For most classification problems, it’s nice to have a simple, fast method to provide a quick baseline classification. If the simple and fast method is sufficient, then we don’t have to waste CPU cycles on more complex models. If not, we can use the results of the simple method to give us clues about our data.
One good method to keep in mind is Gaussian Naive Bayes (sklearn.naive_bayes.GaussianNB
).
Gaussian Naive Bayes fits a Gaussian distribution to each training label independantly on each feature, and uses this to quickly give a rough classification. It is generally not sufficiently accurate for real-world data, but can perform surprisingly well, for instance on text data.
In [1]:
from sklearn.datasets import load_digits
digits = load_digits()
In [2]:
from sklearn.naive_bayes import GaussianNB
from sklearn.model_selection import train_test_split
In [3]:
X_train, X_test, y_train, y_test = train_test_split(digits.data, digits.target)
In [6]:
print(len(X_train), len(X_test), y_train, y_test)
In [7]:
clf = GaussianNB()
clf.fit(X_train, y_train)
Out[7]:
In [8]:
predicted = clf.predict(X_test)
expected = y_test
print(predicted)
print(expected)
In [9]:
matches = (predicted == expected)
print(matches)
In [18]:
print(matches.sum())
print(len(matches))
qmp = matches.sum() / float(len(matches))
print(qmp)
We see that more than 80% of the 450 predictions match the input.
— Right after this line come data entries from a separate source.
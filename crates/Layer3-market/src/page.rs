//! Skills Barter 페이지 상태
//!
//! 마운트 → 로드 → (검색/카테고리 변경마다) 필터 → 카드 표시 →
//! 거래 요청 / 스킬 추가 → 알림 → (스킬 추가 후) 다시 로드.
//!
//! 모든 실패는 해당 동작 안에서 `Notification`으로 바뀌고, 호출자에게는
//! `ActionOutcome`만 돌려줍니다.

use crate::filter::{self, SkillFilter};
use crate::loader;
use crate::offer::SkillOffer;
use crate::submit::{self, NewSkillDraft};
use barter_api::ApiClient;
use barter_foundation::{Error, Notification, Notifier, SessionContext};
use std::sync::Arc;
use tracing::{debug, warn};

// ============================================================================
// 상태 타입
// ============================================================================

/// 목록 영역 표시 상태
#[derive(Debug, Clone, Copy, PartialEq, Eq)]
pub enum ViewState {
    /// 스켈레톤
    Loading,
    /// "No skills found"
    Empty,
    /// 카드 그리드
    Populated,
}

/// 사용자 동작의 결과
#[derive(Debug, Clone, Copy, PartialEq, Eq)]
pub enum ActionOutcome {
    /// 요청 성공
    Completed,
    /// 아무것도 하지 않음 (선택 없음, 입력 부족)
    Skipped,
    /// 실패 (알림으로 보고됨)
    Failed,
}

impl ActionOutcome {
    pub fn is_failed(&self) -> bool {
        matches!(self, ActionOutcome::Failed)
    }
}

// ============================================================================
// SkillsPage
// ============================================================================

/// 스킬 마켓플레이스 페이지 한 개의 상태
pub struct SkillsPage {
    client: ApiClient,
    session: SessionContext,
    notifier: Arc<dyn Notifier>,

    /// 전체 목록 (로드마다 통째로 교체)
    skills: Vec<SkillOffer>,
    filter: SkillFilter,
    is_loading: bool,

    /// 거래 요청 다이얼로그
    selected_skill: Option<SkillOffer>,
    connect_dialog_open: bool,

    /// 스킬 추가 다이얼로그
    add_skill_open: bool,
    new_skill: NewSkillDraft,
}

impl SkillsPage {
    pub fn new(client: ApiClient, session: SessionContext, notifier: Arc<dyn Notifier>) -> Self {
        Self {
            client,
            session,
            notifier,
            skills: Vec::new(),
            filter: SkillFilter::default(),
            is_loading: true,
            selected_skill: None,
            connect_dialog_open: false,
            add_skill_open: false,
            new_skill: NewSkillDraft::default(),
        }
    }

    // ========================================================================
    // 로드
    // ========================================================================

    /// 페이지 마운트 시 최초 로드
    pub async fn mount(&mut self) -> ActionOutcome {
        self.reload().await
    }

    /// 목록 전체를 다시 가져옴
    pub async fn reload(&mut self) -> ActionOutcome {
        self.is_loading = true;

        let outcome = match loader::load_skills(&self.client, &self.session).await {
            Ok(skills) => {
                self.skills = skills;
                ActionOutcome::Completed
            }
            Err(e) => {
                self.skills.clear();
                if e.is_auth_required() {
                    self.notify(Notification::destructive(
                        "Authentication required",
                        "Please log in to access the skills marketplace",
                    ));
                } else {
                    warn!("Error fetching skills: {}", e);
                    self.notify(Notification::destructive(
                        "Error loading skills",
                        format!(
                            "We couldn't load the skills marketplace ({}). Please try again later.",
                            e
                        ),
                    ));
                }
                ActionOutcome::Failed
            }
        };

        self.is_loading = false;
        outcome
    }

    // ========================================================================
    // 필터
    // ========================================================================

    pub fn set_query(&mut self, query: impl Into<String>) {
        self.filter.query = query.into();
    }

    pub fn set_category(&mut self, category: impl Into<String>) {
        self.filter.category = category.into();
    }

    pub fn filter(&self) -> &SkillFilter {
        &self.filter
    }

    /// 현재 필터가 적용된 목록 (매번 다시 계산)
    pub fn filtered(&self) -> Vec<SkillOffer> {
        self.filter.apply(&self.skills)
    }

    /// 카테고리 선택지
    pub fn categories(&self) -> Vec<String> {
        filter::categories(&self.skills)
    }

    pub fn view_state(&self) -> ViewState {
        if self.is_loading {
            ViewState::Loading
        } else if self.skills.iter().any(|s| self.filter.matches(s)) {
            ViewState::Populated
        } else {
            ViewState::Empty
        }
    }

    // ========================================================================
    // 거래 요청
    // ========================================================================

    /// "Connect" 버튼: 스킬 선택 + 다이얼로그 열기
    pub fn open_connect(&mut self, skill: SkillOffer) {
        self.selected_skill = Some(skill);
        self.connect_dialog_open = true;
    }

    /// ID로 스킬 선택 (목록에 없으면 false)
    pub fn select_skill(&mut self, skill_id: &str) -> bool {
        match self.skills.iter().find(|s| s.id == skill_id).cloned() {
            Some(skill) => {
                self.open_connect(skill);
                true
            }
            None => false,
        }
    }

    pub fn close_connect(&mut self) {
        self.connect_dialog_open = false;
    }

    /// 선택한 스킬의 제공자에게 거래 요청
    pub async fn send_trade_request(&mut self) -> ActionOutcome {
        let Some(skill) = self.selected_skill.clone() else {
            debug!("No skill selected");
            return ActionOutcome::Skipped;
        };

        if self.session.token().is_none() {
            self.notify(Notification::destructive(
                "Authentication required",
                "Please log in to send connection requests",
            ));
            return ActionOutcome::Failed;
        }

        match submit::send_trade_request(&self.client, &self.session, &skill).await {
            Ok(_) => {
                self.notify(Notification::info(
                    "Trade Request Sent!",
                    format!(
                        "Your request was sent to {} for {}. You'll be notified when they respond.",
                        skill.user_name, skill.skill_name
                    ),
                ));
                self.connect_dialog_open = false;
                self.selected_skill = None;
                ActionOutcome::Completed
            }
            Err(e) => {
                warn!("Send connection request error: {}", e);
                self.notify(Notification::destructive(
                    "Connection Error",
                    error_description(&e, "Failed to send the request. Please try again later."),
                ));
                ActionOutcome::Failed
            }
        }
    }

    // ========================================================================
    // 스킬 추가
    // ========================================================================

    pub fn open_add_skill(&mut self) {
        self.add_skill_open = true;
    }

    pub fn close_add_skill(&mut self) {
        self.add_skill_open = false;
    }

    pub fn draft(&self) -> &NewSkillDraft {
        &self.new_skill
    }

    pub fn draft_mut(&mut self) -> &mut NewSkillDraft {
        &mut self.new_skill
    }

    pub fn set_draft(&mut self, draft: NewSkillDraft) {
        self.new_skill = draft;
    }

    /// "Add Skill" 버튼 활성화 여부
    pub fn can_submit_new_skill(&self) -> bool {
        self.new_skill.can_submit()
    }

    /// 스킬 등록 후 성공하면 목록을 다시 로드
    pub async fn submit_new_skill(&mut self) -> ActionOutcome {
        if !self.new_skill.can_submit() {
            debug!("Add skill disabled: name and category are required");
            return ActionOutcome::Skipped;
        }

        if self.session.token().is_none() {
            self.notify(Notification::destructive(
                "Authentication required",
                "Please log in to add a skill.",
            ));
            return ActionOutcome::Failed;
        }

        match submit::create_offering(&self.client, &self.session, &self.new_skill).await {
            Ok(_) => {
                self.add_skill_open = false;
                self.new_skill.reset();
                self.notify(Notification::info(
                    "Skill Added!",
                    "Your skill is now visible to others.",
                ));
                self.reload().await;
                ActionOutcome::Completed
            }
            Err(e) => {
                warn!("Add skill error: {}", e);
                self.notify(Notification::destructive(
                    "Error adding skill",
                    error_description(&e, "Failed to add skill."),
                ));
                ActionOutcome::Failed
            }
        }
    }

    // ========================================================================
    // 조회
    // ========================================================================

    pub fn skills(&self) -> &[SkillOffer] {
        &self.skills
    }

    pub fn is_loading(&self) -> bool {
        self.is_loading
    }

    pub fn selected_skill(&self) -> Option<&SkillOffer> {
        self.selected_skill.as_ref()
    }

    pub fn is_connect_dialog_open(&self) -> bool {
        self.connect_dialog_open
    }

    pub fn is_add_skill_open(&self) -> bool {
        self.add_skill_open
    }

    pub fn session(&self) -> &SessionContext {
        &self.session
    }

    fn notify(&self, notification: Notification) {
        self.notifier.notify(notification);
    }
}

/// 에러 메시지, 비어 있으면 기본 문구
fn error_description(error: &Error, fallback: &str) -> String {
    let message = error.to_string();
    if message.trim().is_empty() {
        fallback.to_string()
    } else {
        message
    }
}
But there are other more sophisticated metrics that can be used to judge the performance of a classifier: several are available in the sklearn.metrics submodule.
One of the most useful metrics is the classification_report, which combines several measures and prints a table with the results:
In [20]:
from sklearn import metrics
print(metrics.classification_report(expected, predicted))
Another enlightening metric for this sort of multi-label classification is a confusion matrix: it helps us visualize which labels are being interchanged in the classification errors:
In [21]:
print(metrics.confusion_matrix(expected, predicted))
the above metrix is shown as 0 1 2 3 4 5 6 7 8 9 both X and Y axis.
you can see that there is no confusion in 0 and there are 41 instances of it. you can see that there is some confusion in 1 and there are 31 instances it was correctly identified but it was confused with 6 ( 4 time), 8 (7 times) & 9 (1 time) and so on.
We see here that the numbers 1, 2, 3, and 9 are often being labeled 8.